Googlebot - Some Tough Questions - (deprecated) Google News Archive forum at WebmasterWorld - WebmasterWorld

Forum Moderators: open

Message Too Old, No Replies

Googlebot - Some Tough Questions

What does he see & what influences him?

jbgilbert

3:47 pm on Oct 20, 2003 (gmt 0)

10+ Year Member

A lot has been covered in this forum (and other forums) on this subject, but I've see NO REAL answers. My guess is nobody really knows or (if they do know) they won't share the info.

So, here goes all you experts... can you answer these questions:

1) When Googlebot visits say an index page, he has lots of HTTP header info delivered to him from the server. He has different info available depending on the server, server config, etc. so Googlebot must compensate on his crawl decisions under a variety of situations. Lets assume for a moment that the "server delivered" "last modified date" is not there......

-- What generic information in the HTTP header may tell Googlebot that this particular index page seems to be fresh and "needs to be fully crawled"?

-- Is the size of the index file available to Googlebot when he comes? (I can't see that with any of my tools)

-- Since there are so many situations to deal with, is it possible that Googlebot ALWAYS grabs the index page header area to use in making his crawl decisions?

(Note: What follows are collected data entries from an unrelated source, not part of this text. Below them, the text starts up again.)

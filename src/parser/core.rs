//! Core 3MF element parsing
//!
//! Objects, vertices, triangles, components and build items.

use crate::error::{Error, Result};
use crate::model::*;
use quick_xml::events::BytesStart;

use super::{TRANSFORM_MATRIX_SIZE, parse_attributes};

/// Attributes of an `<object>` element that matter while its children are parsed
#[derive(Debug, Clone)]
pub(super) struct ObjectHeader {
    pub id: ResourceId,
    pub name: Option<String>,
    /// Default property group for triangles without `pid`
    pub pid: Option<usize>,
    /// Default property index for triangles without `p1`
    pub pindex: Option<usize>,
}

/// Property attributes of a `<triangle>` element before defaults are applied
#[derive(Debug, Clone, Copy, Default, PartialEq, Eq)]
pub(super) struct TriangleRefs {
    pub pid: Option<usize>,
    pub pindex: Option<usize>,
    pub p1: Option<usize>,
    pub p2: Option<usize>,
    pub p3: Option<usize>,
}

impl TriangleRefs {
    /// Apply 3MF defaulting rules against the owning object
    ///
    /// `pid` falls back to the object's `pid`, `p1` to the triangle's `pindex`
    /// and then the object's `pindex`, and `p2`/`p3` to `p1`.
    pub fn resolve(&self, object: &ObjectHeader) -> Option<TriangleProperties> {
        let pid = self.pid.or(object.pid)?;
        let p1 = self.p1.or(self.pindex).or(object.pindex)?;
        let p2 = self.p2.unwrap_or(p1);
        let p3 = self.p3.unwrap_or(p1);
        Some(TriangleProperties::new(
            ResourceId(pid),
            [PropertyId(p1), PropertyId(p2), PropertyId(p3)],
        ))
    }
}

/// Parse object element attributes
pub(super) fn parse_object(e: &BytesStart<'_>) -> Result<ObjectHeader> {
    let attrs = parse_attributes(e)?;

    let id = attrs
        .get("id")
        .ok_or_else(|| Error::missing_attribute("object", "id"))?
        .parse::<usize>()?;

    let pid = attrs.get("pid").map(|v| v.parse::<usize>()).transpose()?;
    let pindex = attrs
        .get("pindex")
        .map(|v| v.parse::<usize>())
        .transpose()?;

    Ok(ObjectHeader {
        id: ResourceId(id),
        name: attrs.get("name").filter(|n| !n.is_empty()).cloned(),
        pid,
        pindex,
    })
}

/// Parse vertex element attributes
pub(super) fn parse_vertex(e: &BytesStart<'_>) -> Result<Vertex> {
    let mut x_opt: Option<f64> = None;
    let mut y_opt: Option<f64> = None;
    let mut z_opt: Option<f64> = None;

    let parse_f64 = |value: &[u8]| -> Result<f64> {
        let value_str = std::str::from_utf8(value).map_err(|e| Error::InvalidXml(e.to_string()))?;
        Ok(value_str.trim().parse::<f64>()?)
    };

    for attr_result in e.attributes() {
        let attr = attr_result?;
        match attr.key.as_ref() {
            b"x" => x_opt = Some(parse_f64(&attr.value)?),
            b"y" => y_opt = Some(parse_f64(&attr.value)?),
            b"z" => z_opt = Some(parse_f64(&attr.value)?),
            _ => {}
        }
    }

    let x = x_opt.ok_or_else(|| Error::missing_attribute("vertex", "x"))?;
    let y = y_opt.ok_or_else(|| Error::missing_attribute("vertex", "y"))?;
    let z = z_opt.ok_or_else(|| Error::missing_attribute("vertex", "z"))?;

    for (axis, value) in [("x", x), ("y", y), ("z", z)] {
        if !value.is_finite() {
            return Err(Error::InvalidXml(format!(
                "Vertex {} coordinate must be finite (got {})",
                axis, value
            )));
        }
    }

    Ok(Vertex::new(x, y, z))
}

/// Parse triangle element attributes
pub(super) fn parse_triangle(e: &BytesStart<'_>) -> Result<(Triangle, TriangleRefs)> {
    let mut v1_opt: Option<usize> = None;
    let mut v2_opt: Option<usize> = None;
    let mut v3_opt: Option<usize> = None;
    let mut refs = TriangleRefs::default();

    for attr_result in e.attributes() {
        let attr = attr_result?;
        let key = attr.key.as_ref();

        let slot = match key {
            b"v1" => &mut v1_opt,
            b"v2" => &mut v2_opt,
            b"v3" => &mut v3_opt,
            b"pid" => &mut refs.pid,
            b"pindex" => &mut refs.pindex,
            b"p1" => &mut refs.p1,
            b"p2" => &mut refs.p2,
            b"p3" => &mut refs.p3,
            _ => continue,
        };

        let value_str =
            std::str::from_utf8(&attr.value).map_err(|e| Error::InvalidXml(e.to_string()))?;
        *slot = Some(value_str.trim().parse::<usize>()?);
    }

    let v1 = v1_opt.ok_or_else(|| Error::missing_attribute("triangle", "v1"))?;
    let v2 = v2_opt.ok_or_else(|| Error::missing_attribute("triangle", "v2"))?;
    let v3 = v3_opt.ok_or_else(|| Error::missing_attribute("triangle", "v3"))?;

    Ok((Triangle::new(v1, v2, v3), refs))
}

/// Parse a 3x4 transform attribute (12 whitespace-separated numbers)
pub(super) fn parse_transform(element: &str, transform_str: &str) -> Result<[f64; 12]> {
    let values = transform_str
        .split_whitespace()
        .map(|s| s.parse::<f64>().map_err(Error::from))
        .collect::<Result<Vec<f64>>>()?;

    if values.len() != TRANSFORM_MATRIX_SIZE {
        return Err(Error::InvalidXml(format!(
            "{} transform matrix must have exactly {} values (got {})",
            element,
            TRANSFORM_MATRIX_SIZE,
            values.len()
        )));
    }

    if let Some((idx, val)) = values.iter().enumerate().find(|(_, v)| !v.is_finite()) {
        return Err(Error::InvalidXml(format!(
            "{} transform matrix value at index {} must be finite (got {})",
            element, idx, val
        )));
    }

    let mut transform = [0.0; TRANSFORM_MATRIX_SIZE];
    transform.copy_from_slice(&values);
    Ok(transform)
}

/// Parse component element attributes
pub(super) fn parse_component(e: &BytesStart<'_>) -> Result<Component> {
    let attrs = parse_attributes(e)?;

    let objectid = attrs
        .get("objectid")
        .ok_or_else(|| Error::missing_attribute("component", "objectid"))?
        .parse::<usize>()?;

    let transform = attrs
        .get("transform")
        .map(|t| parse_transform("Component", t))
        .transpose()?;

    Ok(Component {
        object_id: ResourceId(objectid),
        transform,
    })
}

/// Parse build item element attributes
pub(super) fn parse_build_item(e: &BytesStart<'_>) -> Result<BuildItem> {
    let attrs = parse_attributes(e)?;

    let objectid = attrs
        .get("objectid")
        .ok_or_else(|| Error::missing_attribute("item", "objectid"))?
        .parse::<usize>()?;

    let transform = attrs
        .get("transform")
        .map(|t| parse_transform("Build item", t))
        .transpose()?;

    Ok(BuildItem {
        object_id: ResourceId(objectid),
        transform,
    })
}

More questions to come, but if real answers to the above 2 questions cannot be found, no need to go further.

plasma

5:18 pm on Oct 20, 2003 (gmt 0)

10+ Year Member

-- What generic information in the HTTP header may tell Googlebot that this particular index page seems to be fresh and "needs to be fully crawled"?

ETag
max-age
There are tons of other methods.
I suggest reading the http RFC

-- Is the size of the index file available to Googlebot when he comes? (I can't see that with any of my tools)

Content-Length
Everybody should support it. Speeds up things enormously (persistant connections) and is 0 work to implement

bhartzer

6:06 pm on Oct 20, 2003 (gmt 0)

WebmasterWorld Senior Member

10+ Year Member

The problem here, is, that if you have SSI implemented, then none of those are available.

dirkz

10:16 am on Oct 21, 2003 (gmt 0)

WebmasterWorld Senior Member

10+ Year Member

I know that Google themselves recommend "last-modified", though I've never seen that in a log file (I would expect a "HEADER" request).

The strategy Googlebot seems to employ is to "swallow it and let others compare it with the old version".

Dreamquick

10:21 am on Oct 21, 2003 (gmt 0)

WebmasterWorld Senior Member

10+ Year Member

erm last-modified can be included in a standard GET request since it's a request header rather than a request type, it's then up to your server software to determine if the content has changed and either serve a 304 (aka requested resource not changed your old copy is still good) or continue on and serve up the page normally.

Using a specialised HEADER request simply means that GoogleBot would have two issue two requests to get every single page instead of the one GET it requires at the moment.

However as bhartzer points out if you use SSI / server-side code then you need to put a lot of thought into it to ensure that your server software understands what your code is doing well enough to return 304s when you want it to.

- Tony

dirkz

3:36 pm on Oct 21, 2003 (gmt 0)

WebmasterWorld Senior Member

10+ Year Member

Thanks Tony for the clarification.

plasma

4:46 pm on Oct 21, 2003 (gmt 0)

10+ Year Member

I know that Google themselves recommend "last-modified", though I've never seen that in a log file (I would expect a "HEADER" request).

That may be due to the unsynchronized googlebots that each care only for their very own index.
googlebot n doesnt care for googlebot n+1 having a more up to date version of a file.
It will revisit 50 days after it's own file has been modified.
If your pages change in intervals <50 days you will most likely never see a 304 on these pages.

I don't know why google does this as it clearly works against (violates?) the intention of saving bandwith.
I just don't understand why they demand us to implement it then?

However, I mentioned that often enough here, nobody cared.